The General Strike (5-6 May 1926)
The Corn Exchange
On the 5th and 6th of May disturbances occurred in the town centre due to the continued operation of some trams and buses on a reduced service. On the first day, a tram was forced to stop as its windows were smashed by lumps of coal. The next day trams and buses were again stoned. Violet Snowden, one of those arrested, was told by a magistrate: “You women ought to use your influence to keep the menfolk quiet”.
In 1926 the Trades Union Congress called for a general strike to protest the wage reductions for 1.2 million locked out miners. With 1.7million workers joining the strike the government responded by bringing in middle-class volunteers to keep essential services running; with this action the government defeated the nine day strike with very little violence across the country – however, in Leeds, this wasn’t quite the case.

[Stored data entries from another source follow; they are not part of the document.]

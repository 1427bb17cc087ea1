//! OpenAI-compatible chat completion provider (`/v1/chat/completions`).
//!
//! All OpenAI wire types are private to this module — callers only see
//! [`LlmResponse`] and [`ProviderError`]. One call = one round-trip; there
//! is no retry and no conversation state.

use std::time::Duration;

use reqwest::Client;
use serde::{Deserialize, Serialize};
use tracing::{debug, error, trace};

use crate::llm::{LlmResponse, LlmUsage, ProviderError};

// ── Public provider ───────────────────────────────────────────────────────────

/// Adapter for any HTTP endpoint implementing `/v1/chat/completions`.
///
/// Constructed once at startup, then cheaply cloned because
/// `reqwest::Client` is an `Arc` internally.
#[derive(Debug, Clone)]
pub struct OpenAiCompatibleProvider {
    client: Client,
    api_base_url: String,
    model: String,
    temperature: f32,
    max_tokens: u32,
    api_key: Option<String>,
}

impl OpenAiCompatibleProvider {
    /// Build a provider from config values and an optional API key.
    ///
    /// When `api_key` is present it is sent as `Authorization: Bearer <key>`
    /// on every request.
    pub fn new(
        api_base_url: String,
        model: String,
        temperature: f32,
        max_tokens: u32,
        timeout_seconds: u64,
        api_key: Option<String>,
    ) -> Result<Self, ProviderError> {
        let client = Client::builder()
            .timeout(Duration::from_secs(timeout_seconds))
            .build()
            .map_err(|e| ProviderError::Request(format!("failed to build HTTP client: {e}")))?;

        Ok(Self { client, api_base_url, model, temperature, max_tokens, api_key })
    }

    /// Send `content` as the user message and optionally `system` as the system prompt.
    pub async fn complete(&self, content: &str, system: Option<&str>) -> Result<LlmResponse, ProviderError> {
        let mut messages = Vec::with_capacity(2);
        if let Some(sys) = system {
            messages.push(Message { role: "system", content: sys.to_string() });
        }
        messages.push(Message { role: "user", content: content.to_string() });

        let payload = ChatCompletionRequest {
            model: &self.model,
            messages,
            temperature: self.temperature,
            max_tokens: self.max_tokens,
        };

        debug!(
            model = %payload.model,
            temperature = payload.temperature,
            max_tokens = payload.max_tokens,
            content_len = content.len(),
            "sending LLM request"
        );
        if tracing::enabled!(tracing::Level::TRACE) {
            let json = serde_json::to_string_pretty(&payload)
                .unwrap_or_else(|e| format!("<serialization failed: {e}>"));
            trace!(payload = %json, "full LLM request payload");
        }

        let mut req = self.client.post(&self.api_base_url).json(&payload);
        if let Some(key) = &self.api_key {
            req = req.bearer_auth(key);
        }

        let response = req.send().await.map_err(|e| {
            error!(url = %self.api_base_url, error = %e, timeout = e.is_timeout(), "LLM HTTP request failed (transport)");
            ProviderError::Request(e.to_string())
        })?;

        let response = check_status(response).await?;

        let parsed = response.json::<ChatCompletionResponse>().await.map_err(|e| {
            error!(error = %e, "failed to deserialize LLM response");
            ProviderError::Request(format!("failed to parse response body: {e}"))
        })?;

        debug!(choices = parsed.choices.len(), "received LLM response");

        let text = parsed
            .choices
            .into_iter()
            .next()
            .and_then(|c| c.message.content)
            .map(|s| s.trim().to_string())
            .filter(|s| !s.is_empty())
            .ok_or_else(|| ProviderError::Request("empty or missing content in response".into()))?;

        let usage = parsed.usage.map(|u| LlmUsage {
            input_tokens: u.prompt_tokens,
            output_tokens: u.completion_tokens,
        });

        Ok(LlmResponse { text, usage })
    }
}

// ── Private wire types ────────────────────────────────────────────────────────

#[derive(Debug, Serialize)]
struct Message {
    role: &'static str,
    content: String,
}

#[derive(Debug, Serialize)]
struct ChatCompletionRequest<'a> {
    model: &'a str,
    messages: Vec<Message>,
    temperature: f32,
    max_tokens: u32,
}

#[derive(Debug, Deserialize)]
struct ChatCompletionResponse {
    choices: Vec<Choice>,
    #[serde(default)]
    usage: Option<UsageData>,
}

#[derive(Debug, Deserialize)]
struct UsageData {
    prompt_tokens: u64,
    completion_tokens: u64,
}

#[derive(Debug, Deserialize)]
struct Choice {
    message: ChoiceMessage,
}

#[derive(Debug, Deserialize)]
struct ChoiceMessage {
    #[serde(default)]
    content: Option<String>,
}

// Error envelope used by OpenAI and compatible APIs.
#[derive(Debug, Deserialize)]
struct ErrorEnvelope {
    error: ErrorBody,
}

#[derive(Debug, Deserialize)]
struct ErrorBody {
    message: String,
    #[serde(default)]
    code: Option<serde_json::Value>,
}

/// Consume the response and return it if successful, or a structured error.
async fn check_status(response: reqwest::Response) -> Result<reqwest::Response, ProviderError> {
    let status = response.status();
    if status.is_success() {
        return Ok(response);
    }

    let body = response
        .text()
        .await
        .unwrap_or_else(|_| "<failed to read error body>".to_string());

    let message = error_message(status, &body);
    error!(%status, %message, "LLM request returned HTTP error");
    Err(ProviderError::Request(message))
}

fn error_message(status: reqwest::StatusCode, body: &str) -> String {
    if let Ok(env) = serde_json::from_str::<ErrorEnvelope>(body) {
        let code = env.error.code.map(|v| match v {
            serde_json::Value::String(s) => format!(" [code={s}]"),
            other => format!(" [code={other}]"),
        }).unwrap_or_default();
        format!("HTTP {status}{code}: {}", env.error.message)
    } else {
        format!("HTTP {status}: {body}")
    }
}

#[cfg(test)]
mod tests {
    use super::*;
    use reqwest::StatusCode;

    #[test]
    fn request_serialises_sampling_params() {
        let payload = ChatCompletionRequest {
            model: "gpt-4",
            messages: vec![
                Message { role: "system", content: "sys".into() },
                Message { role: "user", content: "hi".into() },
            ],
            temperature: 0.7,
            max_tokens: 150,
        };
        let v = serde_json::to_value(&payload).unwrap();
        assert_eq!(v["model"], "gpt-4");
        assert_eq!(v["max_tokens"], 150);
        assert_eq!(v["messages"][0]["role"], "system");
        assert_eq!(v["messages"][1]["content"], "hi");
    }

    #[test]
    fn response_missing_content_deserialises() {
        let body = r#"{"choices":[{"message":{"role":"assistant"}}]}"#;
        let parsed: ChatCompletionResponse = serde_json::from_str(body).unwrap();
        assert!(parsed.choices[0].message.content.is_none());
        assert!(parsed.usage.is_none());
    }

    #[test]
    fn error_envelope_formats_code() {
        let body = r#"{"error":{"message":"Incorrect API key provided","code":"invalid_api_key"}}"#;
        let msg = error_message(StatusCode::UNAUTHORIZED, body);
        assert!(msg.contains("401"));
        assert!(msg.contains("[code=invalid_api_key]"));
        assert!(msg.contains("Incorrect API key"));
    }

    #[test]
    fn non_json_error_body_is_kept_verbatim() {
        let msg = error_message(StatusCode::BAD_GATEWAY, "upstream down");
        assert_eq!(msg, "HTTP 502 Bad Gateway: upstream down");
    }

    #[tokio::test]
    async fn unreachable_endpoint_is_request_error() {
        let p = OpenAiCompatibleProvider::new(
            "http://127.0.0.1:1/v1/chat/completions".into(),
            "gpt-4".into(),
            0.7,
            150,
            2,
            None,
        )
        .unwrap();
        let err = p.complete("hello", None).await.unwrap_err();
        assert!(matches!(err, ProviderError::Request(_)));
    }
}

On Thursday 5th and Friday 6th May, crowds numbering over a thousand gathered around the Corn Exchange to protest the continuing service (albeit reduced) of trams and buses. On the Thursday, using coal stolen from a lorry, protesters smashed the windows of a tram forcing it to stop on Duncan Street. The following day more trams and buses were forced to stop by further crowds throwing missiles. Police used hoses and truncheons to subdue the crowd with minor injuries and arrests reported.